The Irish Blood Transfusion Service’s national medical director Dr William Murphy said yesterday he is hopeful EU approval for the test could be secured soon.
The blood bank would be asking for e3 million a year in Government funding to include the test in its screening process. Currently, blood donations are tested for a range of different conditions, including syphilis, hepatitis and HIV.
Dr Murphy said the Canadian manufacturer, Amorfix Life Sciences, claims it can detect infected people who have not developed the disease but may be able to transmit it through their blood.
The blood bank is looking at how it will manage concerns, in particular the number of false positives that it is likely to throw up.

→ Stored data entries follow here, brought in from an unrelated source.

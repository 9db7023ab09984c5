//! Criterion benchmarks for sylva-tree: induction and cross-validation.

use criterion::{Criterion, criterion_group, criterion_main};
use rand::Rng;
use rand::SeedableRng;
use rand_chacha::ChaCha8Rng;

use sylva_tree::{CrossValidation, Table, TreeConfig};

fn make_table(n_rows: usize, n_attributes: usize, n_categories: u32, seed: u64) -> Table {
    let mut rng = ChaCha8Rng::seed_from_u64(seed);
    let rows = (0..n_rows)
        .map(|_| {
            let attrs: Vec<u32> = (0..n_attributes)
                .map(|_| rng.gen_range(0..n_categories))
                .collect();
            let label = u32::from(attrs[0] + attrs[1] >= n_categories);
            let mut row = vec![label];
            row.extend(attrs);
            row
        })
        .collect();
    Table::new(rows).unwrap()
}

fn bench_fit(c: &mut Criterion) {
    let table = make_table(300, 9, 6, 42);
    let config = TreeConfig::new();

    c.bench_function("id3_fit_300x9_6cat", |b| {
        b.iter(|| config.fit(&table).unwrap());
    });
}

fn bench_cross_validate(c: &mut Criterion) {
    let table = make_table(300, 9, 6, 42);
    let config = TreeConfig::new();
    let cv = CrossValidation::new(10).unwrap().with_seed(42);

    c.bench_function("id3_cv10_300x9_6cat", |b| {
        b.iter(|| cv.evaluate(&config, &table).unwrap());
    });
}

criterion_group!(benches, bench_fit, bench_cross_validate);
criterion_main!(benches);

“When we test people for HIV we get a number of false positives every year but we know they are false positives because there are additional tests we can do. We do not have that kind of back-up test for vCJD.”
The blood bank will only be able to tell donors they tested positive for vCJD.
“That has implications for people. It is going to cause anxiety and it is going to cause issues around insurance and social life as well.”
He was speaking at a press conference organised by the National Haemophilia Council to reassure people with haemophilia about the risk of infection of vCJD from clotting products made in the past from donors.
A man in his 70s with haemophilia, who recently died in Britain, had evidence of vCJD infection. A postmortem found evidence of vCJD in his spleen.
About 50 Irish patients who used British plasma-derived products, have been informed of the news.
Chief executive of the Irish Haemophilia Society Brian O’Mahony said it might indicate that what was until now a theoretical risk might be an actual one.
“We are keeping this in perspective, however, because there have been a couple of thousand people with haemophilia in Britain who have received these products in the 1980s and 1990s and we have not seen a single clinical case of vCJD anywhere in the world.”
The National Centre for Hereditary Coagulation Disorders in St James’s Hospital, Dublin, has set up a helpline (1800 200 849) for anyone with concerns.